In conclusion, we have presented a generalizable, scalable, and efficient computational approach that does not require expert knowledge to automatically find microstructured composites with optimal trade-offs between stiffness and toughness. We integrate three distinct evaluation methods—experimental measurement, numerical simulation, and machine learning inference—in a data-driven proposal-validation framework. The essence of our approach is a nested-loop workflow that improves the sample efficiency of slow, accurate evaluators by harnessing fast, approximate evaluators as surrogate models and progressively improving their accuracy. Our pipeline achieves superior sample efficiency when discovering the simulation Pareto front, running an order of magnitude fewer simulations than other state-of-the-art structural optimization algorithms. With a data-driven self-learning simulator, we find the experimental Pareto front of Young’s modulus and toughness using only a few dozen physical measurements. Furthermore, our automated strategy is able to identify prevailing toughening mechanisms that were initially found by field experts based on intuition or biomimicry and through experimental trial and error. This is an inversion of traditional composite design approaches since toughening mechanisms stem from Pareto-optimal designs. Our pipeline circumvents the time-consuming, labor-intensive development of advanced simulation models and eliminates the need for any prerequisite knowledge of toughness enhancement. Therefore, our pipeline is readily applicable to various trade-off problems well beyond the field of solid mechanics, especially where simulation struggles to match reality, such as polymer chemistry (43), computational biology (44, 45), fluid dynamics (46, 47), meteorology (48, 49), and robotics (50).

MATERIALS AND METHODS

Specimen manufacturing

All homogeneous and microstructured composites were manufactured on a Stratasys Object 260 Connex multimaterial 3D printer with a nominal resolution of 300, 600, and 800 dpi in x, y, and z directions, respectively. VeroWhitePlus (VW+) and TangoBlackPlus (TB+), two acrylic-based photopolymers, were used as base materials. The model orientation is visualized by the coordinate axes in fig. S2. Specifically, microstructure patterns are located on the x-y plane and sweep along the z direction, where the longest dimension of the model aligns with the y direction. Regarding the scale of printed specimens, each pixel in a microstructure pattern is calculated to be a 260 μm², a reasonable approximation to the least common multiple of the droplet dimensions in x and y directions.

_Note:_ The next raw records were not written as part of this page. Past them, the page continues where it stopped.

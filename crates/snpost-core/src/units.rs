//! Frequency units and SI prefix formatting.

/// Multiplier to Hz for a Touchstone option-line frequency unit.
pub fn frequency_multiplier(unit: &str) -> Option<f64> {
    match unit.to_ascii_uppercase().as_str() {
        "HZ" => Some(1.0),
        "KHZ" => Some(1e3),
        "MHZ" => Some(1e6),
        "GHZ" => Some(1e9),
        _ => None,
    }
}

/// Format a value with an SI prefix, e.g. `4.7000n`.
pub fn format_si(value: f64) -> String {
    let abs_value = value.abs();

    let (scaled, suffix) = if abs_value >= 1e12 {
        (value / 1e12, "T")
    } else if abs_value >= 1e9 {
        (value / 1e9, "G")
    } else if abs_value >= 1e6 {
        (value / 1e6, "M")
    } else if abs_value >= 1e3 {
        (value / 1e3, "k")
    } else if abs_value >= 1.0 || abs_value == 0.0 {
        (value, "")
    } else if abs_value >= 1e-3 {
        (value * 1e3, "m")
    } else if abs_value >= 1e-6 {
        (value * 1e6, "u")
    } else if abs_value >= 1e-9 {
        (value * 1e9, "n")
    } else if abs_value >= 1e-12 {
        (value * 1e12, "p")
    } else if abs_value >= 1e-15 {
        (value * 1e15, "f")
    } else {
        (value, "")
    };

    format!("{:.4}{}", scaled, suffix)
}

To enable droplet-level control, we used a voxel printing approach supported by the printer. In the voxel printing mode, droplet configurations were precomputed locally and sent to the printer in real-time. This allows for printing homogeneous composites mixed with base materials at a given ratio. For any volume fraction of the rigid base material, denoted by ϕ a printing model was created by probabilistically assigning base materials to droplets, where each droplet was assigned with the rigid material at a probability of ϕ. Because the base materials are miscible, homogeneous composites were printed by mixing the droplets on the fly. Homogeneous composite materials with ϕ = 0.5, 0.6, 0.65, 0.7, 0.75, 0.8, 0.85, and 0.9 were printed as benchmarks.

Physical measurement

For Young’s modulus measurements, all testing specimens were printed following the dimensions recommended in ASTM D638. For toughness measurements, as there is no standard reference for heterogeneous composites, we devised our specimens shown in fig. S2. The dimensions of a toughness specimen are 104 mm by 52 by 3.2 mm. A notch with a length of 10.4 mm was printed, equivalent to 20% of the specimen’s width. After that, a triangle cut was added using a milling machine at a depth of 7.8 mm, which is 15% of the specimen’s width. The length of the gripper area on either side is 25 mm, leaving a 54-mm gauge area in the middle.

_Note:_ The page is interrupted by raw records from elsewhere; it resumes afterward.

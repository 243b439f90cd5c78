//! One Touchstone file plus the configuration needed to post-process it.

use std::fs;
use std::path::{Path, PathBuf};

use indexmap::IndexMap;
use log::info;
use snpost_analysis::{
    extract_rlc, prepare_for_tdr, split_quadrants, to_mixed_mode, z_time_step,
    DEFAULT_TDR_STEP_HZ,
};
use snpost_core::Network;
use snpost_plot::{plot_impedance_magnitude, plot_s_parameter_db, plot_time_domain_step, Curve};

use serde::{Deserialize, Serialize};

use crate::connectivity::Connectivity;
use crate::error::{Error, Result};
use crate::result::{KeyResult, MetricResult, Quadrant};
use crate::spec::{ProcessKey, SpecType};

/// One parsed input row: a Touchstone file and the simulation key naming it.
#[derive(Debug, Clone, Serialize, Deserialize)]
pub struct JobRecord {
    pub file_path: PathBuf,
    pub key_name: String,
}

/// A single post-processing job: the Touchstone file, the simulation key it
/// belongs to, where plots go, and what to run on it.
#[derive(Debug, Clone)]
pub struct SnpJob {
    /// Path to the .sNp file.
    pub file_path: PathBuf,
    /// Simulation key, used as the prefix of every plot title and filename.
    pub key_name: String,
    /// Directory receiving the rendered plot images.
    pub plot_dir: PathBuf,
    /// Ordered post-processing keys to run.
    pub spec_type: SpecType,
    /// Port roles for each metric.
    pub connectivity: Connectivity,
}
//! Result types handed back to the reporting layer.

use std::path::PathBuf;

use indexmap::IndexMap;
use serde::{Deserialize, Serialize};

/// One plotted metric: title, image artifact, and the numeric report
/// fields (already formatted; empty string for a field a key does not
/// produce, so report columns stay aligned).
#[derive(Debug, Clone, PartialEq, Eq, Serialize, Deserialize)]
pub struct MetricResult {
    pub title: String,
    pub image_path: PathBuf,
    pub fields: Vec<String>,
    /// True when the metric was computed from an under-sampled frequency
    /// grid and should be treated as lower confidence.
    #[serde(default)]
    pub degraded: bool,
}

impl MetricResult {
    pub fn new(title: impl Into<String>, image_path: impl Into<PathBuf>) -> Self {
        Self {
            title: title.into(),
            image_path: image_path.into(),
            fields: Vec::new(),
            degraded: false,
        }
    }

    pub fn with_fields(
        title: impl Into<String>,
        image_path: impl Into<PathBuf>,
        fields: Vec<String>,
    ) -> Self {
        Self {
            title: title.into(),
            image_path: image_path.into(),
            fields,
            degraded: false,
        }
    }

    pub fn flag_degraded(mut self, degraded: bool) -> Self {
        self.degraded = degraded;
        self
    }
}

/// Mixed-mode quadrant of a 2N-port network.
#[derive(Debug, Clone, Copy, PartialEq, Eq, Hash, Serialize, Deserialize)]
#[serde(rename_all = "UPPERCASE")]
pub enum Quadrant {
    /// Differential response to differential stimulus.
    Dd,
    /// Differential response to common stimulus.
    Dc,
    /// Common response to differential stimulus.
    Cd,
    /// Common response to common stimulus.
    Cc,
}

impl Quadrant {
    pub fn as_str(&self) -> &'static str {
        match self {
            Quadrant::Dd => "DD",
            Quadrant::Dc => "DC",
            Quadrant::Cd => "CD",
            Quadrant::Cc => "CC",
        }
    }

    /// S-parameter header for labels in this quadrant, e.g. "SDD".
    pub fn s_header(&self) -> &'static str {
        match self {
            Quadrant::Dd => "SDD",
            Quadrant::Dc => "SDC",
            Quadrant::Cd => "SCD",
            Quadrant::Cc => "SCC",
        }
    }
}

/// The results of one post-processing key: a flat list, or one list per
/// mixed-mode quadrant.
#[derive(Debug, Clone, Serialize, Deserialize)]
#[serde(untagged)]
pub enum KeyResult {
    Single(Vec<MetricResult>),
    MixedMode(IndexMap<Quadrant, Vec<MetricResult>>),
}

impl KeyResult {
    /// Flat view over all metric results regardless of grouping.
    pub fn iter(&self) -> Box<dyn Iterator<Item = &MetricResult> + '_> {
        match self {
            KeyResult::Single(list) => Box::new(list.iter()),
            KeyResult::MixedMode(map) => Box::new(map.values().flatten()),
        }
    }
}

After printing, all specimens were carefully cleaned to remove support material and dried at room temperature. An ultraviolet (UV) light post-curing process was conducted on both the top and bottom sides of the sample to get more uniform curing. This step was performed in a Fusion UV system with a constant belt speed of around 2 cm/s. In addition, the printed notch of each toughness specimen was cleaned by a new razor blade to avoid the influence of residual support material at the tip.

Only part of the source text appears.